Application of a finger-printing method to the analysis of human milk oligosaccharides led to the finding that several oligosaccharides were missing in the milk of non-secretor or Lewis-negative individuals. This finding helped us in opening the door of elucidating the enzymatic basis of blood types in human. Based on these successful studies, a strategy to establish reliable techniques to elucidate the structures and functions of the N-linked sugar chains of glycoproteins was devised. It was to contrive enzymatic and chemical means to release quantitatively the N-linked sugar chains as oligosaccharides, and finger-print them by using appropriate methods to demonstrate the sugar pattern of a glycoprotein. These methods enabled us to determine that the N-linked sugar chains of glycoproteins can be classified into three subgroups: high mannose-type, complex-type, and hybrid-type. By comparative studies of the sugar patterns of a glycoprotein produced by different organs and different animals, occurrences of organ- and species-specific glycosylation were found in many glycoproteins. By comparative studies of the glycosylation patterns of the subunits constructing human chorionic gonadotropin and other glycoproteins, occurrence of site-directed N-glycosylation was also found, indicating that the processing and maturation of the N-linked sugar chains of a glycoprotein might be controlled by the structure of polypeptide moiety.

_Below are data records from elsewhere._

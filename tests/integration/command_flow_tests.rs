//! End-to-end command dispatch: registry resolution through the boot
//! guard into the sequencers, against the mock bank and scripted clock.

use std::time::Duration;

use fireplace::adapters::dry_run::DryRunBank;
use fireplace::cancel::CancelToken;
use fireplace::command::{Command, CommandKind, SessionContext};
use fireplace::config::SessionConfig;
use fireplace::driver::Polarity;
use fireplace::ports::{Clock, Level};
use fireplace::registry::{Relay, RelayRegistry};
use fireplace::sequencer::{Outcome, PulseScript};

use crate::mock_hw::{RelayBank, ScriptClock, assert_no_overlap};

fn ms(v: u64) -> Duration {
    Duration::from_millis(v)
}

fn session<'a>(
    clock: &'a ScriptClock,
    cancel: &'a CancelToken,
) -> SessionContext<'a, ScriptClock> {
    SessionContext::new(clock, cancel, &SessionConfig::default(), None)
}

fn shield_targets() -> Vec<Relay> {
    let registry = RelayRegistry::with_known_relays();
    [4, 22, 6, 26]
        .into_iter()
        .map(|pin| registry.relay_for_pin(pin))
        .collect()
}

fn probe_cmd(script: PulseScript) -> Command {
    Command {
        kind: CommandKind::Probe { script },
        targets: shield_targets(),
        polarity: Polarity::ActiveHigh,
        boot_guard: Duration::ZERO,
    }
}

fn ignite_cmd(polarity: Polarity, boot_guard: Duration) -> Command {
    let registry = RelayRegistry::with_known_relays();
    Command {
        kind: CommandKind::Ignite {
            pulse: ms(250),
            maintained: false,
            hold_for: None,
        },
        targets: vec![registry.resolve_ref("main").expect("alias")],
        polarity,
        boot_guard,
    }
}

#[test]
fn probe_pulses_each_shield_pin_once_in_order() {
    let clock = ScriptClock::new();
    let cancel = CancelToken::new();
    let bank = RelayBank::new(&clock);

    let script = PulseScript {
        open: Duration::ZERO,
        close: ms(300),
        post_open: ms(500),
        gap: Duration::ZERO,
    };
    let outcome = session(&clock, &cancel)
        .execute(&probe_cmd(script), bank.clone())
        .unwrap();
    assert_eq!(outcome, Outcome::Completed);

    let writes = bank.writes();
    assert_no_overlap(&writes);

    let active_order: Vec<u8> = writes
        .iter()
        .filter(|w| w.1 == Level::High)
        .map(|w| w.0)
        .collect();
    assert_eq!(active_order, vec![4, 22, 6, 26], "shield physical order");

    for pin in [4, 22, 6, 26] {
        assert_eq!(
            bank.levels_for(pin).last(),
            Some(&Level::Low),
            "pin {pin} must end INACTIVE"
        );
    }
    // 300 ms close + 500 ms post-open per pin.
    assert_eq!(clock.now(), ms(4 * 800));
}

#[test]
fn probe_respects_inter_relay_gap() {
    let clock = ScriptClock::new();
    let cancel = CancelToken::new();
    let bank = RelayBank::new(&clock);

    let script = PulseScript {
        open: Duration::ZERO,
        close: ms(300),
        post_open: Duration::ZERO,
        gap: Duration::from_secs(2),
    };
    session(&clock, &cancel)
        .execute(&probe_cmd(script), bank.clone())
        .unwrap();

    let ons: Vec<Duration> = bank
        .writes()
        .iter()
        .filter(|w| w.1 == Level::High)
        .map(|w| w.2)
        .collect();
    for pair in ons.windows(2) {
        assert!(
            pair[1] >= pair[0] + ms(300) + Duration::from_secs(2),
            "gap violated between activations at {pair:?}"
        );
    }
}

#[test]
fn cancelled_probe_leaves_every_pin_inactive() {
    let clock = ScriptClock::new();
    let cancel = CancelToken::new();
    let bank = RelayBank::new(&clock);
    // Trip during the second relay's ACTIVE hold.
    clock.cancel_at(ms(950), &cancel);

    let script = PulseScript {
        open: Duration::ZERO,
        close: ms(500),
        post_open: ms(300),
        gap: Duration::ZERO,
    };
    let outcome = session(&clock, &cancel)
        .execute(&probe_cmd(script), bank.clone())
        .unwrap();
    assert_eq!(outcome, Outcome::Cancelled);

    let writes = bank.writes();
    assert_no_overlap(&writes);
    for pin in [4, 22, 6, 26] {
        assert_eq!(bank.levels_for(pin).last(), Some(&Level::Low));
    }
    assert!(
        !writes.iter().any(|w| (w.0 == 6 || w.0 == 26) && w.1 == Level::High),
        "relays after the cancellation point must never go ACTIVE"
    );
}

#[test]
fn ignite_is_one_qualified_pulse_after_the_boot_guard() {
    let clock = ScriptClock::new();
    let cancel = CancelToken::new();
    let bank = RelayBank::new(&clock);

    let outcome = session(&clock, &cancel)
        .execute(
            &ignite_cmd(Polarity::ActiveHigh, Duration::from_secs(12)),
            bank.clone(),
        )
        .unwrap();
    assert_eq!(outcome, Outcome::Completed);

    let writes = bank.writes();
    // Claim INACTIVE at t=0, ACTIVE once the guard clears, INACTIVE 250 ms
    // later.
    assert_eq!(writes[0], (4, Level::Low, Duration::ZERO));
    assert_eq!(writes[1].1, Level::High);
    assert!(writes[1].2 >= Duration::from_secs(12));
    assert_eq!(writes[2].1, Level::Low);
    assert_eq!(writes[2].2 - writes[1].2, ms(250));
    assert_eq!(writes.len(), 3);
}

#[test]
fn active_low_inverts_every_physical_level() {
    let clock = ScriptClock::new();
    let cancel = CancelToken::new();
    let bank = RelayBank::new(&clock);

    session(&clock, &cancel)
        .execute(&ignite_cmd(Polarity::ActiveLow, Duration::ZERO), bank.clone())
        .unwrap();

    assert_eq!(
        bank.sequence(),
        vec![(4, Level::High), (4, Level::Low), (4, Level::High)],
        "inverted polarity: INACTIVE is HIGH, the pulse is LOW"
    );
}

#[test]
fn hold_command_closes_then_releases() {
    let clock = ScriptClock::new();
    let cancel = CancelToken::new();
    let bank = RelayBank::new(&clock);
    let registry = RelayRegistry::with_known_relays();

    let cmd = Command {
        kind: CommandKind::Hold {
            hold_for: Some(Duration::from_secs(3)),
        },
        targets: vec![registry.resolve_ref("high_flame").unwrap()],
        polarity: Polarity::ActiveHigh,
        boot_guard: Duration::ZERO,
    };
    let outcome = session(&clock, &cancel).execute(&cmd, bank.clone()).unwrap();
    assert_eq!(outcome, Outcome::Completed);

    let writes = bank.writes();
    let on = writes.iter().find(|w| w.1 == Level::High).unwrap();
    let off = writes.iter().rfind(|w| w.1 == Level::Low).unwrap();
    assert_eq!(on.0, 22);
    assert!(off.2 - on.2 >= Duration::from_secs(3));
    assert_eq!(bank.levels_for(22).last(), Some(&Level::Low));
}

#[test]
fn dry_run_issues_the_identical_sequence() {
    let script = PulseScript {
        open: ms(100),
        close: ms(300),
        post_open: ms(500),
        gap: ms(200),
    };

    let clock = ScriptClock::new();
    let cancel = CancelToken::new();
    let real = RelayBank::new(&clock);
    session(&clock, &cancel)
        .execute(&probe_cmd(script), real.clone())
        .unwrap();

    let clock = ScriptClock::new();
    let cancel = CancelToken::new();
    let dry = DryRunBank::new();
    session(&clock, &cancel)
        .execute(&probe_cmd(script), dry.clone())
        .unwrap();

    let suppressed: Vec<(u8, Level)> = dry.writes().iter().map(|w| (w.pin, w.level)).collect();
    assert_eq!(
        suppressed,
        real.sequence(),
        "dry run must issue the exact claim/write sequence it suppresses"
    );
}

Furthermore, these methods enabled us to elucidate the structural alteration of the sugar chains of a glycoprotein induced by diseased state of the producing cells, such as rheumatoid arthritis and malignancy. Recent studies of glycoproteins in the brain-nervous system through aging revealed that N-glycosylation of P0 in the rat spinal cord is induced by aging. Therefore, glycobiology is expanding tremendously into fields such as pathological and gerontological research.